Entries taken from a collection
=== Section Start ===

//! `PostgreSQL` implementation of the group store.

use async_trait::async_trait;
use kc_model::Group;
use kc_storage::GroupStore;
use kc_storage::error::StorageResult;
use uuid::Uuid;

use crate::entities::GroupRow;
use crate::error::{from_sqlx_error, not_found};
use crate::store::PgTransaction;

#[async_trait]
impl GroupStore for PgTransaction {
    async fn list_groups(&mut self, realm_id: Uuid) -> StorageResult<Vec<Group>> {
        let rows: Vec<GroupRow> =
            sqlx::query_as("SELECT * FROM groups WHERE realm_id = $1 ORDER BY name, id")
                .bind(realm_id)
                .fetch_all(&mut *self.tx)
                .await
                .map_err(from_sqlx_error)?;

        Ok(rows.into_iter().map(Group::from).collect())
    }

    async fn list_group_ids_by_parent(
        &mut self,
        realm_id: Uuid,
        parent_id: Option<Uuid>,
    ) -> StorageResult<Vec<Uuid>> {
        sqlx::query_scalar(
            r"SELECT id FROM groups
            WHERE realm_id = $1 AND parent_id IS NOT DISTINCT FROM $2
            ORDER BY name",
        )
        .bind(realm_id)
        .bind(parent_id)
        .fetch_all(&mut *self.tx)
        .await
        .map_err(from_sqlx_error)
    }

    async fn find_group_by_name(
        &mut self,
        realm_id: Uuid,
        parent_id: Option<Uuid>,
        name: &str,
    ) -> StorageResult<Option<Group>> {
        let row: Option<GroupRow> = sqlx::query_as(
            r"SELECT * FROM groups
            WHERE realm_id = $1 AND parent_id IS NOT DISTINCT FROM $2 AND name = $3",
        )
        .bind(realm_id)
        .bind(parent_id)
        .bind(name)
        .fetch_optional(&mut *self.tx)
        .await
        .map_err(from_sqlx_error)?;

        Ok(row.map(Group::from))
    }

    async fn get_group(&mut self, id: Uuid) -> StorageResult<Option<Group>> {
        let row: Option<GroupRow> = sqlx::query_as("SELECT * FROM groups WHERE id = $1")
            .bind(id)
            .fetch_optional(&mut *self.tx)
            .await
            .map_err(from_sqlx_error)?;

        Ok(row.map(Group::from))
    }

    async fn lock_group(&mut self, id: Uuid) -> StorageResult<Option<Group>> {
        let row: Option<GroupRow> =
            sqlx::query_as("SELECT * FROM groups WHERE id = $1 FOR UPDATE")
                .bind(id)
                .fetch_optional(&mut *self.tx)
                .await
                .map_err(from_sqlx_error)?;

        Ok(row.map(Group::from))
    }

    async fn create_group(&mut self, group: &Group) -> StorageResult<()> {
        sqlx::query(
            r"INSERT INTO groups (id, name, realm_id, parent_id, created_at)
            VALUES ($1, $2, $3, $4, $5)",
        )
        .bind(group.id)
        .bind(&group.name)
        .bind(group.realm_id)
        .bind(group.parent_id)
        .bind(group.created_at)
        .execute(&mut *self.tx)
        .await
        .map_err(from_sqlx_error)?;

        Ok(())
    }

    async fn delete_group(&mut self, id: Uuid) -> StorageResult<()> {
        let result = sqlx::query("DELETE FROM groups WHERE id = $1")
            .bind(id)
            .execute(&mut *self.tx)
            .await
            .map_err(from_sqlx_error)?;

        if result.rows_affected() == 0 {
            return Err(not_found("Group", id));
        }

        Ok(())
    }

    async fn grant_group_role(&mut self, group_id: Uuid, role_id: Uuid) -> StorageResult<()> {
        sqlx::query(
            r"INSERT INTO group_role_mappings (group_id, role_id) VALUES ($1, $2)
            ON CONFLICT DO NOTHING",
        )
        .bind(group_id)
        .bind(role_id)
        .execute(&mut *self.tx)
        .await
        .map_err(from_sqlx_error)?;

        Ok(())
    }

    async fn list_group_role_ids(&mut self, group_id: Uuid) -> StorageResult<Vec<Uuid>> {
        sqlx::query_scalar("SELECT role_id FROM group_role_mappings WHERE group_id = $1")
            .bind(group_id)
            .fetch_all(&mut *self.tx)
            .await
            .map_err(from_sqlx_error)
    }

    async fn delete_group_role_mappings_by_realm(&mut self, realm_id: Uuid) -> StorageResult<u64> {
        let result = sqlx::query(
            r"DELETE FROM group_role_mappings
            WHERE group_id IN (SELECT id FROM groups WHERE realm_id = $1)",
        )
        .bind(realm_id)
        .execute(&mut *self.tx)
        .await
        .map_err(from_sqlx_error)?;

        Ok(result.rows_affected())
    }

    async fn delete_group_role_mappings_by_group(&mut self, group_id: Uuid) -> StorageResult<u64> {
        let result = sqlx::query("DELETE FROM group_role_mappings WHERE group_id = $1")
            .bind(group_id)
            .execute(&mut *self.tx)
            .await
            .map_err(from_sqlx_error)?;

        Ok(result.rows_affected())
    }
}
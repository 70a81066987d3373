//! Realm file discovery and ordering.

use std::path::Path;

use tracing::warn;

/// Suffix of realm definition files.
pub const REALM_FILE_SUFFIX: &str = "-realm.json";

/// Extracts the realm name from a `<realm>-realm.json` file name.
#[must_use]
pub fn realm_name_from_file(file_name: &str) -> Option<&str> {
    file_name
        .strip_suffix(REALM_FILE_SUFFIX)
        .filter(|name| !name.is_empty())
}

/// Lists the realms defined in `dir`, administrative realm first.
///
/// An unreadable directory yields no realms.
#[must_use]
pub fn discover_realms(dir: &Path, admin_realm: &str) -> Vec<String> {
    let entries = match std::fs::read_dir(dir) {
        Ok(entries) => entries,
        Err(e) => {
            warn!(dir = %dir.display(), error = %e, "Cannot list import directory");
            return Vec::new();
        }
    };

    let names = entries.filter_map(Result::ok).filter_map(|entry| {
        let file_name = entry.file_name();
        file_name
            .to_str()
            .and_then(realm_name_from_file)
            .map(str::to_string)
    });
    order_realms(names, admin_realm)
}

/// Moves the administrative realm to the front, keeping the relative
/// order of the others.
#[must_use]
pub fn order_realms<I>(names: I, admin_realm: &str) -> Vec<String>
where
    I: IntoIterator<Item = String>,
{
    let (admin, mut others): (Vec<_>, Vec<_>) =
        names.into_iter().partition(|name| name == admin_realm);
    if admin.is_empty() {
        return others;
    }
    others.insert(0, admin_realm.to_string());
    others
}

/// Checks whether `dir` defines the administrative realm.
#[must_use]
pub fn contains_admin_realm(dir: &Path, admin_realm: &str) -> bool {
    dir.join(format!("{admin_realm}{REALM_FILE_SUFFIX}")).is_file()
}

/// Returns the shard index of a `<realm>-users-<n>.json` file name.
#[must_use]
pub fn shard_index(file_name: &str, realm: &str) -> Option<u64> {
    let digits = file_name
        .strip_prefix(realm)?
        .strip_prefix("-users-")?
        .strip_suffix(".json")?;
    if digits.is_empty() || !digits.bytes().all(|b| b.is_ascii_digit()) {
        return None;
    }
    digits.parse().ok()
}

#[cfg(test)]
mod tests {
    use super::*;

    fn names(list: &[&str]) -> Vec<String> {
        list.iter().map(|s| (*s).to_string()).collect()
    }

    #[test]
    fn admin_realm_goes_first() {
        let ordered = order_realms(names(&["b", "master", "a"]), "master");
        assert_eq!(ordered, names(&["master", "b", "a"]));
    }

    #[test]
    fn ordering_without_admin_realm_is_unchanged() {
        let ordered = order_realms(names(&["b", "a"]), "master");
        assert_eq!(ordered, names(&["b", "a"]));
    }

    #[test]
    fn realm_file_names() {
        assert_eq!(realm_name_from_file("acme-realm.json"), Some("acme"));
        assert_eq!(realm_name_from_file("-realm.json"), None);
        assert_eq!(realm_name_from_file("acme-users-0.json"), None);
        assert_eq!(realm_name_from_file("acme-realm.json.bak"), None);
    }

    #[test]
    fn shard_names() {
        assert_eq!(shard_index("acme-users-0.json", "acme"), Some(0));
        assert_eq!(shard_index("acme-users-12.json", "acme"), Some(12));
        assert_eq!(shard_index("acme-users-.json", "acme"), None);
        assert_eq!(shard_index("acme-users-1a.json", "acme"), None);
        assert_eq!(shard_index("acme-realm.json", "acme"), None);
        assert_eq!(shard_index("acme2-users-0.json", "acme"), None);
    }

    #[test]
    fn discovers_realm_files() {
        let dir = tempfile::tempdir().unwrap();
        for file in ["acme-realm.json", "master-realm.json", "acme-users-0.json", "notes.txt"] {
            std::fs::write(dir.path().join(file), "{}").unwrap();
        }

        let realms = discover_realms(dir.path(), "master");

        assert_eq!(realms.len(), 2);
        assert_eq!(realms[0], "master");
        assert!(realms.contains(&"acme".to_string()));
        assert!(contains_admin_realm(dir.path(), "master"));
        assert!(!contains_admin_realm(dir.path(), "root"));
    }

    #[test]
    fn missing_directory_yields_nothing() {
        let dir = tempfile::tempdir().unwrap();
        assert!(discover_realms(&dir.path().join("absent"), "master").is_empty());
    }
}
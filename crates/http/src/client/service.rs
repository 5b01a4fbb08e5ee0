//! Typed service factory

use super::error::{ApiError, ErrorType, IntoApiError, normalize};
use std::fmt;
use std::future::Future;
use std::marker::PhantomData;

/// Error tags an endpoint documents, narrowed from [`ErrorType`]
pub trait ErrorKind: Sized + fmt::Debug {
    fn classify(error_type: &ErrorType) -> Self;
}

/// Declare an endpoint error-kind enum. Variant names must match
/// [`ErrorType`] variants; everything else classifies as `Other`.
#[macro_export]
macro_rules! error_kind {
    ($(#[$meta:meta])* $vis:vis enum $name:ident { $($variant:ident),* $(,)? }) => {
        $(#[$meta])*
        #[derive(Debug, Clone, Copy, PartialEq, Eq)]
        $vis enum $name {
            $($variant,)*
            Other,
        }

        impl $crate::client::service::ErrorKind for $name {
            fn classify(error_type: &$crate::client::error::ErrorType) -> Self {
                match error_type {
                    $($crate::client::error::ErrorType::$variant => Self::$variant,)*
                    _ => Self::Other,
                }
            }
        }
    };
}

/// Failure of a typed service call: the endpoint's kind plus the full error
#[derive(Debug, Clone, PartialEq)]
pub struct ServiceError<K> {
    pub kind: K,
    pub error: ApiError,
}

impl<K> ServiceError<K> {
    pub const fn status(&self) -> u16 {
        self.error.status
    }

    pub fn into_inner(self) -> ApiError {
        self.error
    }
}

impl<K: ErrorKind> From<ApiError> for ServiceError<K> {
    fn from(error: ApiError) -> Self {
        Self {
            kind: K::classify(&error.error_type),
            error,
        }
    }
}

impl<K> fmt::Display for ServiceError<K> {
    fn fmt(&self, f: &mut fmt::Formatter<'_>) -> fmt::Result {
        fmt::Display::fmt(&self.error, f)
    }
}

impl<K: fmt::Debug> std::error::Error for ServiceError<K> {
    fn source(&self) -> Option<&(dyn std::error::Error + 'static)> {
        Some(&self.error)
    }
}

/// A raw call wrapped so every failure comes out normalized and classified
pub struct TypedService<F, K> {
    default_message: &'static str,
    raw: F,
    _kind: PhantomData<fn() -> K>,
}

/// Wrap `raw`; `default_message` is used when a failure carries no message
pub const fn make_service<F, K>(default_message: &'static str, raw: F) -> TypedService<F, K> {
    TypedService {
        default_message,
        raw,
        _kind: PhantomData,
    }
}

impl<F, K: ErrorKind> TypedService<F, K> {
    pub async fn call<A, T, E, Fut>(&self, args: A) -> Result<T, ServiceError<K>>
    where
        F: Fn(A) -> Fut,
        Fut: Future<Output = Result<T, E>>,
        E: IntoApiError,
    {
        (self.raw)(args).await.map_err(|e| {
            let error = normalize(e, self.default_message);
            debug!(
                status = error.status,
                error_type = %error.error_type,
                "{}", self.default_message
            );
            ServiceError::from(error)
        })
    }

    pub const fn default_message(&self) -> &'static str {
        self.default_message
    }
}
#[tokio::test]
async fn test_late_expiry_after_failed_refresh_ends_session_once() {
    let server = MockServer::start().await;

    Mock::given(method("GET"))
        .and(path("/signalement/detail/sig-1"))
        .respond_with(expired())
        .expect(1)
        .mount(&server)
        .await;
    Mock::given(method("GET"))
        .and(path("/signalement/detail/sig-2"))
        .respond_with(expired().set_delay(Duration::from_millis(400)))
        .expect(1)
        .mount(&server)
        .await;
    Mock::given(method("POST"))
        .and(path("/auth/refresh"))
        .respond_with(ResponseTemplate::new(401).set_body_json(json!({
            "message": "Refresh token révoqué",
            "errorType": "TOKEN_REVOKED"
        })))
        .expect(1)
        .mount(&server)
        .await;

    let mut listener = MockListener::new();
    listener
        .expect_session_ended()
        .withf(|event| event.reason == EndReason::RefreshFailed(ErrorType::TokenRevoked))
        .times(1)
        .return_const(());

    let client = client(&server, store(Some("refresh-1")), listener);
    let (first, second) = tokio::join!(
        client.signalement_detail("sig-1"),
        client.signalement_detail("sig-2")
    );

    assert_eq!(first.unwrap_err().error.error_type, ErrorType::TokenRevoked);
    assert_eq!(second.unwrap_err().kind, DetailErrorKind::TokenExpired);
    assert!(!client.session().is_authenticated());
}

#[tokio::test]
async fn test_concurrent_expired_calls_share_one_refresh() {
    let server = MockServer::start().await;

    Mock::given(method("GET"))
        .and(header("authorization", "Bearer access-1"))
        .respond_with(expired())
        .mount(&server)
        .await;
    Mock::given(method("POST"))
        .and(path("/auth/refresh"))
        .respond_with(
            ResponseTemplate::new(200)
                .set_body_json(json!({"data": {"accessToken": "access-2"}}))
                .set_delay(Duration::from_millis(200)),
        )
        .expect(1)
        .mount(&server)
        .await;
    Mock::given(method("GET"))
        .and(path("/signalement/detail/sig-1"))
        .and(header("authorization", "Bearer access-2"))
        .respond_with(ResponseTemplate::new(200).set_body_json(detail_body("sig-1", "Premier")))
        .expect(1)
        .mount(&server)
        .await;
    Mock::given(method("GET"))
        .and(path("/signalement/detail/sig-2"))
        .and(header("authorization", "Bearer access-2"))
        .respond_with(ResponseTemplate::new(200).set_body_json(detail_body("sig-2", "Second")))
        .expect(1)
        .mount(&server)
        .await;

    let client = client(&server, store(Some("refresh-1")), quiet_listener());
    let (first, second) = tokio::join!(
        client.signalement_detail("sig-1"),
        client.signalement_detail("sig-2")
    );

    assert_eq!(first.unwrap().titre, "Premier");
    assert_eq!(second.unwrap().titre, "Second");
}

#[tokio::test]
async fn test_disallowed_transition_never_reaches_network() {
    let server = MockServer::start().await;
    Mock::given(method("PUT"))
        .respond_with(ResponseTemplate::new(200))
        .expect(0)
        .mount(&server)
        .await;

    let client = client(&server, store(None), quiet_listener());

    let err = client
        .change_status(
            "sig-1",
            IncidentStatus::Closed,
            IncidentStatus::Submitted,
            "Réouverture demandée par le citoyen",
        )
        .await
        .unwrap_err();
    assert_eq!(err.status(), 400);
    assert_eq!(err.kind, UpdateStatusErrorKind::InvalidStatusTransition);

    let err = client
        .change_status("sig-1", IncidentStatus::Submitted, IncidentStatus::InProgress, " ok ")
        .await
        .unwrap_err();
    assert_eq!(err.kind, UpdateStatusErrorKind::ValidationError);
    assert!(err.error.field_error("commentaire").is_some());
}

#[tokio::test]
async fn test_allowed_transition_is_sent() {
    let server = MockServer::start().await;
    Mock::given(method("PUT"))
        .and(path("/signalement/update-status/sig-1"))
        .and(body_json(json!({
            "statut": "en traitement",
            "commentaire": "Prise en charge par l'équipe"
        })))
        .respond_with(ResponseTemplate::new(200).set_body_json(json!({
            "message": "Statut mis à jour",
            "data": {
                "signalement": {
                    "id": "sig-1",
                    "titre": "Vol",
                    "ancien_statut": "soumis",
                    "nouveau_statut": "en traitement",
                    "commentaire": "Prise en charge par l'équipe",
                    "utilisateur_notifie": true
                },
                "historique": {"id": "h1", "created_at": "2025-01-01T00:00:00Z"}
            }
        })))
        .expect(1)
        .mount(&server)
        .await;

    let client = client(&server, store(None), quiet_listener());
    let update = client
        .change_status(
            "sig-1",
            IncidentStatus::Submitted,
            IncidentStatus::InProgress,
            "  Prise en charge par l'équipe ",
        )
        .await
        .unwrap();

    assert_eq!(update.signalement.nouveau_statut, "en traitement");
    assert!(update.signalement.utilisateur_notifie);
}
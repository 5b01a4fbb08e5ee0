//! Signalement API client

pub mod auth;
pub mod dashboard;
pub mod error;
pub mod interceptor;
pub mod service;
pub mod signalements;

use error::{ApiError, ErrorType, normalize};
use reqwest::{Client, ClientBuilder, Method, header};
use serde::Serialize;
use serde::de::DeserializeOwned;
use serde_json::Value;
use signalement_core::SessionStore;
use std::time::Duration;

/// Body of an [`ApiRequest`]
#[derive(Debug, Clone, Default)]
pub enum RequestBody {
    #[default]
    Empty,
    Json(Value),
    Multipart(MultipartForm),
}

/// Description of a multipart form, turned into a fresh
/// `reqwest::multipart::Form` for every attempt
#[derive(Debug, Clone, Default)]
pub struct MultipartForm {
    parts: Vec<FormPart>,
}

#[derive(Debug, Clone)]
enum FormPart {
    Text {
        name: String,
        value: String,
    },
    File {
        name: String,
        file_name: String,
        mime: Option<String>,
        bytes: Vec<u8>,
    },
}

impl MultipartForm {
    pub fn new() -> Self {
        Self::default()
    }

    #[must_use]
    pub fn text(mut self, name: impl Into<String>, value: impl Into<String>) -> Self {
        self.parts.push(FormPart::Text {
            name: name.into(),
            value: value.into(),
        });
        self
    }

    #[must_use]
    pub fn file(
        mut self,
        name: impl Into<String>,
        file_name: impl Into<String>,
        mime: Option<String>,
        bytes: Vec<u8>,
    ) -> Self {
        self.parts.push(FormPart::File {
            name: name.into(),
            file_name: file_name.into(),
            mime,
            bytes,
        });
        self
    }

    pub fn is_empty(&self) -> bool {
        self.parts.is_empty()
    }

    fn build(&self) -> Result<reqwest::multipart::Form, reqwest::Error> {
        let mut form = reqwest::multipart::Form::new();
        for part in &self.parts {
            form = match part {
                FormPart::Text { name, value } => form.text(name.clone(), value.clone()),
                FormPart::File {
                    name,
                    file_name,
                    mime,
                    bytes,
                } => {
                    let mut file =
                        reqwest::multipart::Part::bytes(bytes.clone()).file_name(file_name.clone());
                    if let Some(mime) = mime {
                        file = file.mime_str(mime)?;
                    }
                    form.part(name.clone(), file)
                }
            };
        }
        Ok(form)
    }
}

/// One call against the backend, replayable after a token refresh
#[derive(Debug, Clone)]
pub struct ApiRequest {
    pub method: Method,
    pub path: String,
    pub query: Vec<(String, String)>,
    pub body: RequestBody,
}

impl ApiRequest {
    pub fn new(method: Method, path: impl Into<String>) -> Self {
        Self {
            method,
            path: path.into(),
            query: Vec::new(),
            body: RequestBody::Empty,
        }
    }

    pub fn get(path: impl Into<String>) -> Self {
        Self::new(Method::GET, path)
    }

    pub fn post(path: impl Into<String>) -> Self {
        Self::new(Method::POST, path)
    }

    pub fn put(path: impl Into<String>) -> Self {
        Self::new(Method::PUT, path)
    }

    pub fn patch(path: impl Into<String>) -> Self {
        Self::new(Method::PATCH, path)
    }

    pub fn delete(path: impl Into<String>) -> Self {
        Self::new(Method::DELETE, path)
    }

    #[must_use]
    pub fn query<K, V>(mut self, pairs: impl IntoIterator<Item = (K, V)>) -> Self
    where
        K: Into<String>,
        V: Into<String>,
    {
        self.query
            .extend(pairs.into_iter().map(|(k, v)| (k.into(), v.into())));
        self
    }

    /// Attach a JSON body
    ///
    /// # Errors
    ///
    /// Returns an error if `body` cannot be serialized
    pub fn json<T: Serialize + ?Sized>(mut self, body: &T) -> Result<Self, ApiError> {
        let value = serde_json::to_value(body)
            .map_err(|e| normalize(e, "Corps de requête invalide"))?;
        self.body = RequestBody::Json(value);
        Ok(self)
    }

    #[must_use]
    pub fn multipart(mut self, form: MultipartForm) -> Self {
        self.body = RequestBody::Multipart(form);
        self
    }
}

/// HTTP request core: one request, bearer token, normalized errors
#[derive(Clone)]
pub struct ApiClient {
    client: Client,
    base_url: String,
    session: SessionStore,
}

impl ApiClient {
    /// Create a new client builder
    pub fn builder() -> ApiClientBuilder {
        ApiClientBuilder::default()
    }

    /// Get the base URL
    pub fn base_url(&self) -> &str {
        &self.base_url
    }

    pub const fn session(&self) -> &SessionStore {
        &self.session
    }

    /// Send `request` with the access token currently in the store
    pub async fn send<T: DeserializeOwned>(&self, request: &ApiRequest) -> Result<T, ApiError> {
        let token = self.session.access_token();
        let body = self.send_with_token(request, token.as_deref()).await?;
        decode(body)
    }

    /// Send `request` with an explicit bearer token and return the raw body
    pub async fn send_with_token(
        &self,
        request: &ApiRequest,
        token: Option<&str>,
    ) -> Result<Value, ApiError> {
        let url = format!("{}{}", self.base_url, request.path);
        let mut builder = self.client.request(request.method.clone(), url);

        if !request.query.is_empty() {
            builder = builder.query(&request.query);
        }
        if let Some(token) = token {
            builder = builder.header(header::AUTHORIZATION, format!("Bearer {token}"));
        }

        builder = match &request.body {
            RequestBody::Empty => builder.header(header::CONTENT_TYPE, "application/json"),
            RequestBody::Json(value) => builder.json(value),
            RequestBody::Multipart(form) => {
                let form = form
                    .build()
                    .map_err(|e| normalize(e, "Formulaire invalide"))?;
                builder.multipart(form)
            }
        };

        debug!(method = %request.method, path = %request.path, "Sending request");

        let response = builder
            .send()
            .await
            .map_err(|e| ApiError::network(e.to_string()))?;
        let status = response.status();
        let text = response
            .text()
            .await
            .map_err(|e| ApiError::network(e.to_string()))?;
        let body = parse_body(&text);

        if status.is_success() {
            debug!(status = status.as_u16(), path = %request.path, "Request succeeded");
            Ok(body)
        } else {
            let error = ApiError::from_body(status.as_u16(), &body);
            debug!(
                status = error.status,
                error_type = %error.error_type,
                path = %request.path,
                "Request failed"
            );
            Err(error)
        }
    }
}

/// Empty or non-JSON bodies are treated as `{}`
fn parse_body(text: &str) -> Value {
    if text.trim().is_empty() {
        return Value::Object(serde_json::Map::new());
    }
    serde_json::from_str(text).unwrap_or_else(|_| Value::Object(serde_json::Map::new()))
}

pub(crate) fn decode<T: DeserializeOwned>(body: Value) -> Result<T, ApiError> {
    serde_json::from_value(body).map_err(|e| {
        ApiError::new(
            0,
            format!("Réponse inattendue du serveur: {e}"),
            ErrorType::ApiError,
        )
    })
}

/// Builder for [`ApiClient`]
#[derive(Default)]
pub struct ApiClientBuilder {
    base_url: Option<String>,
    session: Option<SessionStore>,
    timeout: Option<Duration>,
    user_agent: Option<String>,
}

impl ApiClientBuilder {
    /// Set the base URL
    pub fn base_url(mut self, url: impl Into<String>) -> Self {
        self.base_url = Some(url.into());
        self
    }

    /// Set the session the bearer token is read from
    pub fn session(mut self, session: SessionStore) -> Self {
        self.session = Some(session);
        self
    }

    /// Set the transport timeout
    pub fn timeout(mut self, timeout: Duration) -> Self {
        self.timeout = Some(timeout);
        self
    }

    /// Set the user agent
    pub fn user_agent(mut self, agent: impl Into<String>) -> Self {
        self.user_agent = Some(agent.into());
        self
    }

    /// Build the client
    ///
    /// # Errors
    ///
    /// Returns an error if no base URL or session was given, or the
    /// transport cannot be initialized
    pub fn build(self) -> Result<ApiClient, ApiError> {
        let base_url = self.base_url.ok_or_else(|| {
            ApiError::new(0, "base_url is required", ErrorType::ApiError)
        })?;
        let session = self
            .session
            .ok_or_else(|| ApiError::new(0, "session is required", ErrorType::ApiError))?;

        // Ensure base_url ends without a trailing slash
        let base_url = base_url.trim_end_matches('/').to_string();

        let mut client_builder = ClientBuilder::new();

        if let Some(timeout) = self.timeout {
            client_builder = client_builder.timeout(timeout);
        }

        client_builder = client_builder.user_agent(
            self.user_agent
                .unwrap_or_else(|| concat!("signalement-admin/", env!("CARGO_PKG_VERSION")).into()),
        );

        let client = client_builder
            .build()
            .map_err(|e| normalize(e, "Impossible d'initialiser le client HTTP"))?;

        Ok(ApiClient {
            client,
            base_url,
            session,
        })
    }
}
//! Backend routes, relative to the configured base URL

pub const LOGIN: &str = "/auth/login";
pub const LOGOUT: &str = "/auth/logout";
pub const ME: &str = "/auth/me";
pub const REFRESH: &str = "/auth/refresh";

pub const DASHBOARD: &str = "/admin/dashboard";

pub const SIGNALEMENT_ADMIN_LIST: &str = "/signalement/admin-list";

fn with_id(prefix: &str, id: &str) -> String {
    format!("{prefix}/{}", urlencoding::encode(id))
}

pub fn signalement_detail(id: &str) -> String {
    with_id("/signalement/detail", id)
}

pub fn signalement_update_status(id: &str) -> String {
    with_id("/signalement/update-status", id)
}

pub fn signalement_flag(id: &str) -> String {
    with_id("/signalement/flag", id)
}

pub fn signalement_comment(id: &str) -> String {
    with_id("/signalement/comment", id)
}

pub fn signalement_spam(id: &str) -> String {
    with_id("/signalement/spam", id)
}

pub fn signalement_remove_spam(id: &str) -> String {
    with_id("/signalement/remove-spam", id)
}

pub fn signalement_transfer_documents(id: &str) -> String {
    with_id("/signalement/transfer-documents", id)
}

#[cfg(test)]
mod tests {
    use super::*;

    #[test]
    fn ids_are_path_encoded() {
        assert_eq!(signalement_detail("sig-42"), "/signalement/detail/sig-42");
        assert_eq!(
            signalement_remove_spam("a/b c"),
            "/signalement/remove-spam/a%2Fb%20c"
        );
    }
}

=== Section End ===

* [TASK DIRECTIONS] Please show, exactly as written, every line above that contains the word "bytes".

* [REPLY TO THE EXERCISE]
    if digits.is_empty() || !digits.bytes().all(|b| b.is_ascii_digit()) {
        bytes: Vec<u8>,
        bytes: Vec<u8>,
            bytes,
                    bytes,
                        reqwest::multipart::Part::bytes(bytes.clone()).file_name(file_name.clone());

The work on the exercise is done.